December 4th, 2014 began just as any other day. We started to drag ourselves out of bed at 6:30am, just as the Mr. was leaving for work. I had 30 minutes to make sure everyone was up and dressed before going downstairs to unlock the front door for Hailey so she didn't have to fumble through her pocket for her house key. She attends Seminary every morning at 6am during the school year. This year they studied the Doctrine and Covenants. She loves Seminary. She promptly walks through the door at 7:05am and heads upstairs to get ready for school. By 7:30am sharp, the littles are situating themselves in the minivan so I can drive them to school and Carter is walking down the street to his bus stop. It was a cloudy morning. It was drizzling outside.
Hailey had a doctor appointment that morning. She had been complaining that her vision was blurry and I wanted to get her eyes checked to see if her prescription had changed. We are relatively new to the area and didn't have an optometrist established so I took her to the first office I could find on our insurance list. When we were sitting in the waiting room and she told me she couldn't read the titles of the magazines on the table in front of us, I knew something was wrong. But my gut didn't tell me that anything was horribly wrong. Not yet, anyway.
Five minutes later, we were sitting in the office with the doctor and she looked at the detailed pictures that the assistant just took of her eyes. In a quiet voice, she said the words papilledema and hospital. Actually, it was a full sentence....maybe two. But all I heard were those two words. She told us to go directly to the hospital and my heart dropped. I had no idea where to take her. We were new to the area and had no need for a hospital up till that time. The doctor quickly made arrangements at a nearby hospital and sent us on our way.
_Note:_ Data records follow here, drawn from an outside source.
//! Timed polling loop turning single-command round trips into snapshots.

use std::collections::HashMap;
use std::sync::Arc;
use std::time::Duration;

use chrono::{DateTime, Utc};
use tokio::sync::watch;
use tokio::task::JoinHandle;
use tracing::{debug, warn};

use crate::channel::CommandChannel;
use crate::error::ObdError;
use crate::pid::Pid;
use crate::transport::CommandLink;

pub const MIN_POLL_INTERVAL_MS: u64 = 200;
pub const MAX_POLL_INTERVAL_MS: u64 = 10_000;
pub const DEFAULT_POLL_INTERVAL_MS: u64 = 1000;

/// Clamp a requested interval into the supported range.
pub fn clamp_interval(ms: u64) -> Duration {
    Duration::from_millis(ms.clamp(MIN_POLL_INTERVAL_MS, MAX_POLL_INTERVAL_MS))
}

/// One complete set of decoded values as of a single poll cycle. Replaced
/// wholesale each cycle, never mutated field by field.
#[derive(Debug, Clone, Default)]
pub struct LiveSnapshot {
    /// `None` means no-data, a malformed reply, or a failed read.
    pub values: HashMap<Pid, Option<f64>>,
    pub taken_at: Option<DateTime<Utc>>,
    pub poll_count: u64,
}

impl LiveSnapshot {
    pub fn value(&self, pid: Pid) -> Option<f64> {
        self.values.get(&pid).copied().flatten()
    }
}

/// Clonable stop signal for a running poll worker. Stopping an already
/// finished worker is a no-op.
#[derive(Clone)]
pub struct PollingHandle {
    stop: Arc<watch::Sender<bool>>,
}

impl PollingHandle {
    pub fn stop(&self) {
        let _ = self.stop.send(true);
    }
}

struct Worker<L: CommandLink> {
    handle: PollingHandle,
    task: JoinHandle<CommandChannel<L>>,
}

/// Drives the command channel across a parameter set on a timer.
///
/// Parameters are read strictly sequentially within a cycle, and a new
/// cycle never starts before the previous one has settled; the channel's
/// one-request-at-a-time invariant is upheld by construction.
pub struct PollingScheduler<L: CommandLink> {
    channel: Option<CommandChannel<L>>,
    pids: Vec<Pid>,
    interval: Duration,
    snapshot_tx: Arc<watch::Sender<LiveSnapshot>>,
    snapshot_rx: watch::Receiver<LiveSnapshot>,
    worker: Option<Worker<L>>,
}

impl<L: CommandLink> PollingScheduler<L> {
    pub fn new(channel: CommandChannel<L>, pids: Vec<Pid>) -> Self {
        let (snapshot_tx, snapshot_rx) = watch::channel(LiveSnapshot::default());
        Self {
            channel: Some(channel),
            pids,
            interval: clamp_interval(DEFAULT_POLL_INTERVAL_MS),
            snapshot_tx: Arc::new(snapshot_tx),
            snapshot_rx,
            worker: None,
        }
    }

    /// Subscribe to snapshot replacements.
    pub fn subscribe(&self) -> watch::Receiver<LiveSnapshot> {
        self.snapshot_rx.clone()
    }

    pub fn is_polling(&self) -> bool {
        self.worker.is_some()
    }

    pub fn interval(&self) -> Duration {
        self.interval
    }

    /// Begin polling: one immediate cycle, then one per interval. Restarts
    /// if already running. Fails with `NotConnected` when no channel is
    /// available.
    pub async fn start(&mut self) -> Result<PollingHandle, ObdError> {
        if self.worker.is_some() {
            self.stop().await;
        }
        let mut channel = self.channel.take().ok_or(ObdError::NotConnected)?;
        let (stop_tx, mut stop_rx) = watch::channel(false);
        let handle = PollingHandle {
            stop: Arc::new(stop_tx),
        };
        let pids = self.pids.clone();
        let interval = self.interval;
        let snapshot_tx = Arc::clone(&self.snapshot_tx);
        // Counting continues across stop/start so consumers can tell a fresh
        // snapshot from a stale one.
        let mut poll_count = snapshot_tx.borrow().poll_count;

        debug!(?interval, pids = pids.len(), "polling started");
        let task = tokio::spawn(async move {
            loop {
                let mut values = HashMap::with_capacity(pids.len());
                for pid in &pids {
                    if *stop_rx.borrow() {
                        break;
                    }
                    let value = match channel.read_pid(*pid).await {
                        Ok(value) => value,
                        Err(e) => {
                            // One bad read never halts the cycle.
                            warn!(pid = %pid, error = %e, "read failed");
                            None
                        }
                    };
                    values.insert(*pid, value);
                }
                // A cycle gathered while stopping is discarded, not published.
                if *stop_rx.borrow() {
                    break;
                }
                poll_count += 1;
                snapshot_tx.send_replace(LiveSnapshot {
                    values,
                    taken_at: Some(Utc::now()),
                    poll_count,
                });
                tokio::select! {
                    _ = tokio::time::sleep(interval) => {}
                    _ = stop_rx.changed() => break,
                }
            }
            channel
        });
        self.worker = Some(Worker {
            handle: handle.clone(),
            task,
        });
        Ok(handle)
    }

    /// Stop polling. A command already in flight is allowed to settle; its
    /// cycle is discarded. The command channel is recovered for reuse.
    pub async fn stop(&mut self) {
        if let Some(worker) = self.worker.take() {
            worker.handle.stop();
            match worker.task.await {
                Ok(channel) => self.channel = Some(channel),
                Err(e) => warn!(error = %e, "poll worker failed"),
            }
            debug!("polling stopped");
        }
    }

    /// Clamp and apply a new interval; restarts the loop when running.
    pub async fn set_interval(&mut self, ms: u64) {
        self.interval = clamp_interval(ms);
        if self.worker.is_some() {
            self.stop().await;
            if let Err(e) = self.start().await {
                warn!(error = %e, "restart with new interval failed");
            }
        }
    }

    /// Clear the snapshot, e.g. after a disconnect.
    pub fn reset(&mut self) {
        self.snapshot_tx.send_replace(LiveSnapshot::default());
    }

    /// Stop and release the command channel, if one survives.
    pub async fn into_channel(mut self) -> Option<CommandChannel<L>> {
        self.stop().await;
        self.channel.take()
    }
}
But all we could do is just sit in the van in the parking lot and cry. Crying out of fear is a lot different from crying because you are happy or sad. I never felt so helpless in all of my life. My daughter was hurting and scared and I felt like nothing I could say or do could comfort her in that very moment. She was desperate for answers and I had none. The bad feeling in my gut was suddenly there. I had never heard the word papilledema before. All I knew was what the eye doctor just told us: bleeding and swelling behind her eyes. Both of them. Was she going blind? I had no idea. It sucks to be a parent and not know important things or have all the answers when life throws you a curveball. We sat in the van in the parking lot were both crying so hard. I kind of forgot that I needed to keep myself together for her sake. I called the Mr. I could barely speak. The words just couldn't come out. It cried the words, pushing out choppy sentences containing only the important information - papilledema and where to meet us.
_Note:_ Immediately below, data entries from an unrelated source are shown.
use std::error::Error;
use std::time::Duration;

use clap::{Parser, Subcommand};
use clap_verbosity_flag::{InfoLevel, Verbosity};
use tracing::info;

use obdlive_lib::{
    BleLink, BleTransport, CommandChannel, ConnectionManager, LiveMetricsAggregator, MetricView,
    Pid, PollingScheduler, ReconnectPolicy,
};

#[derive(Parser)]
#[command(name = "obdlive", about = "Live OBD-II telemetry over ELM327 BLE adapters")]
struct Cli {
    #[command(flatten)]
    verbosity: Verbosity<InfoLevel>,

    /// Scan window in seconds
    #[arg(long, default_value_t = 10)]
    scan_window: u64,

    #[command(subcommand)]
    command: Commands,
}

#[derive(Subcommand)]
enum Commands {
    /// Look for a compatible adapter and print it
    Scan,
    /// Read a single parameter once (rpm, speed, coolant, fuel, throttle, load)
    Read { pid: Pid },
    /// Poll continuously and render live metrics until ctrl-c
    Live {
        /// Poll interval in milliseconds (clamped to 200..10000)
        #[arg(long, default_value_t = 1000)]
        interval: u64,
        /// Track all six parameters instead of the five-metric overview
        #[arg(long)]
        full: bool,
        /// Emit each refresh as a JSON array
        #[arg(long)]
        json: bool,
    },
}

#[tokio::main]
async fn main() -> Result<(), Box<dyn Error>> {
    let cli = Cli::parse();
    tracing_subscriber::fmt()
        .with_max_level(cli.verbosity.tracing_level_filter())
        .init();

    let transport = BleTransport::new().await?;
    let manager = ConnectionManager::new(transport, ReconnectPolicy::default());
    let window = Duration::from_secs(cli.scan_window);

    match cli.command {
        Commands::Scan => {
            match manager.scan(window).await? {
                Some(device) => println!("{}  {}", device.id, device.name),
                None => println!("no compatible adapter found"),
            }
            manager.shutdown().await;
        }
        Commands::Read { pid } => {
            let mut channel = connect_first(&manager, window).await?;
            match channel.read_pid(pid).await? {
                Some(value) => println!("{}: {}", pid, pid.definition().format(value)),
                None => println!("{}: no data", pid),
            }
            manager.disconnect().await?;
            manager.shutdown().await;
        }
        Commands::Live {
            interval,
            full,
            json,
        } => {
            let channel = connect_first(&manager, window).await?;
            let pids = if full {
                Pid::FULL.to_vec()
            } else {
                Pid::OVERVIEW.to_vec()
            };
            let mut poller = PollingScheduler::new(channel, pids);
            poller.set_interval(interval).await;
            let handle = poller.start().await?;

            let mut aggregator = if full {
                LiveMetricsAggregator::full_view(poller.subscribe(), manager.status())
            } else {
                LiveMetricsAggregator::overview(poller.subscribe(), manager.status())
            };
            aggregator.guard(handle);

            let mut snapshots = poller.subscribe();
            loop {
                tokio::select! {
                    changed = snapshots.changed() => {
                        if changed.is_err() {
                            break;
                        }
                        render(&aggregator.metrics(), json)?;
                    }
                    _ = tokio::signal::ctrl_c() => {
                        info!("stopping");
                        break;
                    }
                }
            }
            poller.stop().await;
            let _ = manager.disconnect().await;
            manager.shutdown().await;
        }
    }
    Ok(())
}

/// Scan, connect to the first adapter found, and initialize it.
async fn connect_first(
    manager: &ConnectionManager<BleTransport>,
    window: Duration,
) -> Result<CommandChannel<BleLink>, Box<dyn Error>> {
    let device = manager
        .scan(window)
        .await?
        .ok_or("no compatible adapter found")?;
    info!(name = %device.name, "connecting");
    manager.connect(device).await?;
    let mut channel = manager.open_channel().await?;
    channel.initialize().await?;
    Ok(channel)
}

fn render(metrics: &[MetricView], json: bool) -> Result<(), Box<dyn Error>> {
    if json {
        println!("{}", serde_json::to_string(metrics)?);
        return Ok(());
    }
    if let Some(error) = metrics.iter().find_map(|m| m.error.as_deref()) {
        println!("! {error}");
    }
    for metric in metrics {
        let reading = if metric.is_loading {
            "...".to_string()
        } else {
            metric.formatted.clone()
        };
        println!("{:<22} {:>12}  [{}]", metric.name, reading, metric.severity);
    }
    println!();
    Ok(())
}
pub mod channel;
pub mod codec;
pub mod connection;
pub mod error;
pub mod metrics;
pub mod pid;
pub mod poller;
pub mod transport;

#[cfg(test)]
mod tests;

// Re-export the main surface for consumers.
pub use channel::{CommandChannel, DEFAULT_COMMAND_TIMEOUT};
pub use connection::{ConnectionManager, ConnectionState, ConnectionStatus, ReconnectPolicy};
pub use error::ObdError;
pub use metrics::{LiveMetricsAggregator, MetricView};
pub use pid::{Pid, PidDefinition, Severity};
pub use poller::{LiveSnapshot, PollingHandle, PollingScheduler};
pub use transport::{BleLink, BleTransport, CommandLink, DeviceIdentity, Transport};
use std::collections::VecDeque;
use std::sync::Arc;
use std::sync::atomic::{AtomicU32, Ordering};
use std::time::Duration;

use bytes::Bytes;
use tokio::sync::{mpsc, watch};

use crate::channel::CommandChannel;
use crate::codec;
use crate::connection::{
    ConnectionManager, ConnectionState, ConnectionStatus, ReconnectPolicy, ReconnectTracker,
};
use crate::error::ObdError;
use crate::metrics::LiveMetricsAggregator;
use crate::pid::{Pid, Severity};
use crate::poller::{LiveSnapshot, PollingScheduler, clamp_interval};
use crate::transport::{CommandLink, DeviceIdentity, Transport};

// ---------------------------------------------------------------------------
// Codec and registry
// ---------------------------------------------------------------------------

#[test]
fn decode_rpm_1a_f8() {
    // (0x1A * 256 + 0xF8) / 4 = 1726
    assert_eq!(codec::decode("41 0C 1A F8\r\r>", Pid::EngineRpm), Some(1726.0));
    assert_eq!(codec::decode("410C1AF8\r>", Pid::EngineRpm), Some(1726.0));
}

#[test]
fn decode_speed_and_coolant() {
    assert_eq!(codec::decode("410D50>", Pid::VehicleSpeed), Some(80.0));
    assert_eq!(codec::decode("41 05 5A\r>", Pid::CoolantTemp), Some(50.0));
}

#[test]
fn decode_percent_pids() {
    assert_eq!(codec::decode("412FFF>", Pid::FuelLevel), Some(100.0));
    let throttle = codec::decode("41117F>", Pid::ThrottlePosition).unwrap();
    assert!((throttle - 127.0 * 100.0 / 255.0).abs() < 1e-9);
}

#[test]
fn decode_tolerates_command_echo() {
    // Echo enabled: the adapter repeats "010C" before the reply.
    assert_eq!(codec::decode("010C410C1AF8\r>", Pid::EngineRpm), Some(1726.0));
}

#[test]
fn no_data_yields_null_not_error() {
    assert_eq!(codec::decode("NO DATA\r\r>", Pid::EngineRpm), None);
    assert_eq!(codec::decode("CAN ERROR\r>", Pid::VehicleSpeed), None);
    assert_eq!(codec::decode("?\r>", Pid::CoolantTemp), None);
    assert!(codec::payload_bytes("NO DATA\r>", Pid::EngineRpm).is_empty());
}

#[test]
fn short_payload_yields_null() {
    // RPM expects two bytes.
    assert_eq!(codec::decode("410C1A>", Pid::EngineRpm), None);
}

#[test]
fn wrong_prefix_yields_empty_payload() {
    // A speed reply is no payload for an RPM query.
    assert!(codec::payload_bytes("41 0D 50\r>", Pid::EngineRpm).is_empty());
    assert_eq!(codec::decode("41 0D 50\r>", Pid::EngineRpm), None);
}

#[test]
fn searching_banner_is_stripped() {
    assert_eq!(
        codec::decode("SEARCHING...\r410C1AF8\r>", Pid::EngineRpm),
        Some(1726.0)
    );
}

#[test]
fn registry_commands_and_sizes() {
    assert_eq!(Pid::EngineRpm.command(), "010C");
    assert_eq!(Pid::FuelLevel.command(), "012F");
    assert_eq!(Pid::EngineRpm.response_prefix(), "410C");
    assert_eq!(Pid::EngineRpm.definition().expected_bytes, 2);
    for pid in Pid::FULL {
        assert!(pid.definition().expected_bytes >= 1);
        assert_eq!(pid.definition().pid, pid);
    }
}

#[test]
fn pid_from_str_aliases_and_codes() {
    assert_eq!("rpm".parse::<Pid>().unwrap(), Pid::EngineRpm);
    assert_eq!("coolant".parse::<Pid>().unwrap(), Pid::CoolantTemp);
    assert_eq!("0C".parse::<Pid>().unwrap(), Pid::EngineRpm);
    assert_eq!("2f".parse::<Pid>().unwrap(), Pid::FuelLevel);
    assert!("warp".parse::<Pid>().is_err());
}

#[test]
fn severity_thresholds() {
    assert_eq!(Pid::CoolantTemp.classify(115.0), Severity::Critical);
    assert_eq!(Pid::CoolantTemp.classify(105.0), Severity::Warning);
    assert_eq!(Pid::CoolantTemp.classify(30.0), Severity::Info);
    assert_eq!(Pid::CoolantTemp.classify(90.0), Severity::Normal);
    assert_eq!(Pid::EngineRpm.classify(7000.0), Severity::Critical);
    assert_eq!(Pid::EngineRpm.classify(6000.0), Severity::Warning);
    assert_eq!(Pid::EngineRpm.classify(3000.0), Severity::Normal);
    assert_eq!(Pid::FuelLevel.classify(3.0), Severity::Critical);
    assert_eq!(Pid::FuelLevel.classify(10.0), Severity::Warning);
    assert_eq!(Pid::VehicleSpeed.classify(250.0), Severity::Normal);
}

#[test]
fn severity_total_for_out_of_range_input() {
    // Decoded values may exceed the display range; classification must not
    // panic anywhere.
    for pid in Pid::FULL {
        for value in [-1e9, -40.0, 0.0, 1e9, f64::MAX] {
            let _ = pid.classify(value);
        }
    }
}

#[test]
fn percentage_clamps_to_display_range() {
    let rpm = Pid::EngineRpm.definition();
    assert_eq!(rpm.percentage(9000.0), 100.0);
    assert_eq!(rpm.percentage(-100.0), 0.0);
    assert_eq!(rpm.percentage(4000.0), 50.0);
    let coolant = Pid::CoolantTemp.definition();
    assert_eq!(coolant.percentage(50.0), 50.0);
}

#[test]
fn format_uses_unit_and_precision() {
    assert_eq!(Pid::EngineRpm.definition().format(1726.0), "1726 rpm");
    assert_eq!(Pid::CoolantTemp.definition().format(50.0), "50 °C");
    assert_eq!(Pid::FuelLevel.definition().format(42.5), "42.5 %");
}

// ---------------------------------------------------------------------------
// Intervals and backoff
// ---------------------------------------------------------------------------

#[test]
fn interval_clamps() {
    assert_eq!(clamp_interval(50), Duration::from_millis(200));
    assert_eq!(clamp_interval(999_999), Duration::from_millis(10_000));
    assert_eq!(clamp_interval(1000), Duration::from_millis(1000));
}

#[test]
fn backoff_sequence() {
    let policy = ReconnectPolicy::default();
    assert_eq!(policy.delay_for(1), Duration::from_millis(1000));
    assert_eq!(policy.delay_for(2), Duration::from_millis(2000));
    assert_eq!(policy.delay_for(3), Duration::from_millis(4000));
}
We headed to the hospital and headed straight for the emergency room. There was a girl sitting at a desk. She had brown hair and had a kind voice. I asked her if the hospital had any eye doctors on call. She said no. Putting all of my trust in her, I asked if she knew of another hospital we could take her to. She recommended Cook Children's. It was a 20 minute drive downtown. I could make it that far without crying. I called the Mr. again. A co-worker was just starting to drive him toward the first hospital. I instructed him to turn around and head to Cooks. It is just blocks from his work. A wave of relief washed over us when we turned to corner to the ER and saw him waiting on the curb in his bright orange coat. He tried to smile at me through the corner of his mouth but I didn't smile back.
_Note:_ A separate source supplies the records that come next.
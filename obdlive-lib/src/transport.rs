//! BLE GATT transport for ELM327-family adapters.
//!
//! The `Transport` and `CommandLink` traits are the seam between the
//! connection supervisor and the radio: production code uses
//! `BleTransport`/`BleLink` over btleplug, tests script the traits directly.

use std::future::Future;
use std::pin::Pin;
use std::time::Duration;

use btleplug::api::{
    Central, CentralEvent, Characteristic, Manager as _, Peripheral as _, ScanFilter,
    ValueNotification, WriteType,
};
use btleplug::platform::{Adapter, Manager, Peripheral};
use bytes::Bytes;
use futures::stream::{Stream, StreamExt};
use serde::{Deserialize, Serialize};
use tracing::{debug, info, warn};
use uuid::{Uuid, uuid};

use crate::error::ObdError;

/// GATT identifiers of the ELM327-BLE adapter family. These are wire-level
/// constants; an adapter that does not expose them is not compatible.
pub const DIAG_SERVICE_UUID: Uuid = uuid!("0000fff0-0000-1000-8000-00805f9b34fb");
pub const WRITE_CHAR_UUID: Uuid = uuid!("0000fff2-0000-1000-8000-00805f9b34fb");
pub const NOTIFY_CHAR_UUID: Uuid = uuid!("0000fff1-0000-1000-8000-00805f9b34fb");

/// Opaque handle for a scanned peripheral, stable across reconnects of the
/// same physical adapter.
#[derive(Debug, Clone, PartialEq, Eq, Serialize, Deserialize)]
pub struct DeviceIdentity {
    pub id: String,
    pub name: String,
}

/// One write/notify characteristic pair, produced by a successful connect.
pub trait CommandLink: Send + 'static {
    fn write(&mut self, payload: &[u8]) -> impl Future<Output = Result<(), ObdError>> + Send;

    /// Next notification fragment, or `LinkClosed` once the peripheral is
    /// gone.
    fn next_fragment(&mut self) -> impl Future<Output = Result<Bytes, ObdError>> + Send;
}

/// Radio lifecycle operations the connection supervisor drives.
pub trait Transport: Send + 'static {
    type Link: CommandLink;

    /// Scan for a compatible adapter. `Ok(None)` covers both an empty scan
    /// window and a user-cancelled scan; neither is an error.
    fn scan(
        &mut self,
        window: Duration,
    ) -> impl Future<Output = Result<Option<DeviceIdentity>, ObdError>> + Send;

    fn connect(
        &mut self,
        device: &DeviceIdentity,
    ) -> impl Future<Output = Result<Self::Link, ObdError>> + Send;

    fn disconnect(&mut self) -> impl Future<Output = Result<(), ObdError>> + Send;

    /// Resolves when the current peripheral drops the connection on its own.
    /// Pending forever while nothing is connected.
    fn link_lost(&mut self) -> impl Future<Output = DeviceIdentity> + Send;
}

pub struct BleTransport {
    adapter: Adapter,
    events: Pin<Box<dyn Stream<Item = CentralEvent> + Send>>,
    connected: Option<(Peripheral, DeviceIdentity)>,
}

impl BleTransport {
    /// Open the first Bluetooth adapter on the host. Failing here is the
    /// fatal transport-unsupported case: no retry, surfaced immediately.
    pub async fn new() -> Result<Self, ObdError> {
        let manager = Manager::new()
            .await
            .map_err(|e| ObdError::AdapterUnavailable(e.to_string()))?;
        let adapter = manager
            .adapters()
            .await
            .map_err(|e| ObdError::AdapterUnavailable(e.to_string()))?
            .into_iter()
            .next()
            .ok_or_else(|| ObdError::AdapterUnavailable("no bluetooth adapter present".into()))?;
        let events = adapter.events().await?;
        Ok(Self {
            adapter,
            events,
            connected: None,
        })
    }

    async fn find_peripheral(adapter: &Adapter, id: &str) -> Result<Option<Peripheral>, ObdError> {
        for peripheral in adapter.peripherals().await? {
            if peripheral.id().to_string() == id {
                return Ok(Some(peripheral));
            }
        }
        Ok(None)
    }

    async fn setup_link(peripheral: &Peripheral) -> Result<BleLink, ObdError> {
        peripheral.discover_services().await?;
        let chars = peripheral.characteristics();
        let write_char = chars.iter().find(|c| c.uuid == WRITE_CHAR_UUID).cloned();
        let notify_char = chars.iter().find(|c| c.uuid == NOTIFY_CHAR_UUID).cloned();
        let (Some(write_char), Some(notify_char)) = (write_char, notify_char) else {
            return Err(ObdError::ServiceNotFound(peripheral.id().to_string()));
        };
        peripheral.subscribe(&notify_char).await?;
        let notifications = peripheral.notifications().await?;
        Ok(BleLink {
            peripheral: peripheral.clone(),
            write_char,
            notify_uuid: notify_char.uuid,
            notifications,
        })
    }
}

impl Transport for BleTransport {
    type Link = BleLink;

    async fn scan(&mut self, window: Duration) -> Result<Option<DeviceIdentity>, ObdError> {
        let filter = ScanFilter {
            services: vec![DIAG_SERVICE_UUID],
        };
        self.adapter.start_scan(filter).await?;
        tokio::time::sleep(window).await;
        self.adapter.stop_scan().await?;

        for peripheral in self.adapter.peripherals().await? {
            let Some(props) = peripheral.properties().await? else {
                continue;
            };
            // Some platforms ignore the scan filter, so check the advertised
            // service again and fall back to the well-known adapter names.
            let name = props.local_name.unwrap_or_default();
            let named_like_adapter = ["OBD", "ELM", "V-LINK", "VLINK", "VGATE"]
                .iter()
                .any(|prefix| name.to_uppercase().contains(prefix));
            if !props.services.contains(&DIAG_SERVICE_UUID) && !named_like_adapter {
                continue;
            }
            let identity = DeviceIdentity {
                id: peripheral.id().to_string(),
                name: if name.is_empty() { "unknown".into() } else { name },
            };
            info!(id = %identity.id, name = %identity.name, "adapter discovered");
            return Ok(Some(identity));
        }
        debug!("scan window closed without a compatible adapter");
        Ok(None)
    }

    async fn connect(&mut self, device: &DeviceIdentity) -> Result<BleLink, ObdError> {
        let peripheral = Self::find_peripheral(&self.adapter, &device.id)
            .await?
            .ok_or_else(|| ObdError::ConnectFailed {
                device: device.name.clone(),
                reason: "peripheral no longer visible".into(),
            })?;
        peripheral
            .connect()
            .await
            .map_err(|e| ObdError::ConnectFailed {
                device: device.name.clone(),
                reason: e.to_string(),
            })?;
        match Self::setup_link(&peripheral).await {
            Ok(link) => {
                self.connected = Some((peripheral, device.clone()));
                Ok(link)
            }
            Err(e) => {
                // Release the half-open connection before reporting.
                if let Err(close_err) = peripheral.disconnect().await {
                    warn!(error = %close_err, "cleanup after failed link setup");
                }
                Err(e)
            }
        }
    }

    async fn disconnect(&mut self) -> Result<(), ObdError> {
        if let Some((peripheral, identity)) = self.connected.take() {
            info!(name = %identity.name, "closing transport");
            peripheral.disconnect().await?;
        }
        Ok(())
    }

    async fn link_lost(&mut self) -> DeviceIdentity {
        let (watched_id, identity) = match &self.connected {
            Some((peripheral, identity)) => (peripheral.id(), identity.clone()),
            None => return std::future::pending().await,
        };
        while let Some(event) = self.events.next().await {
            if let CentralEvent::DeviceDisconnected(id) = event {
                if id == watched_id {
                    self.connected = None;
                    return identity;
                }
            }
        }
        // Event stream ended; nothing more to observe.
        std::future::pending().await
    }
}

pub struct BleLink {
    peripheral: Peripheral,
    write_char: Characteristic,
    notify_uuid: Uuid,
    notifications: Pin<Box<dyn Stream<Item = ValueNotification> + Send>>,
}

impl CommandLink for BleLink {
    async fn write(&mut self, payload: &[u8]) -> Result<(), ObdError> {
        self.peripheral
            .write(&self.write_char, payload, WriteType::WithoutResponse)
            .await?;
        Ok(())
    }

    async fn next_fragment(&mut self) -> Result<Bytes, ObdError> {
        while let Some(notification) = self.notifications.next().await {
            if notification.uuid == self.notify_uuid {
                return Ok(Bytes::from(notification.value));
            }
        }
        Err(ObdError::LinkClosed)
    }
}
I parked the van in a small, free lot across the street and rushed Hailey into the ER. The nurse at the desk asked me what Hailey was there for. I handed him a sticky note that the eye doctor gave me with the word papilledema written on it so he could write it correctly. He wrote it down on a sheet attached to a blue clipboard. And in the column next to it, he circled the word red. Red. I knew it was bad. I've watched doctor shows before. Code Red always meant something bad. We had not even sat down for a full minute when we were called back. Everyone else in the waiting room looked like they had been there for much longer. Hailey didn't look sick. Their kids did. It hardly seemed fair. To them, anyway. My daughter was losing her vision. She was scared. For the first time in her life, something was seriously wrong. And our lives were about to be forever changed.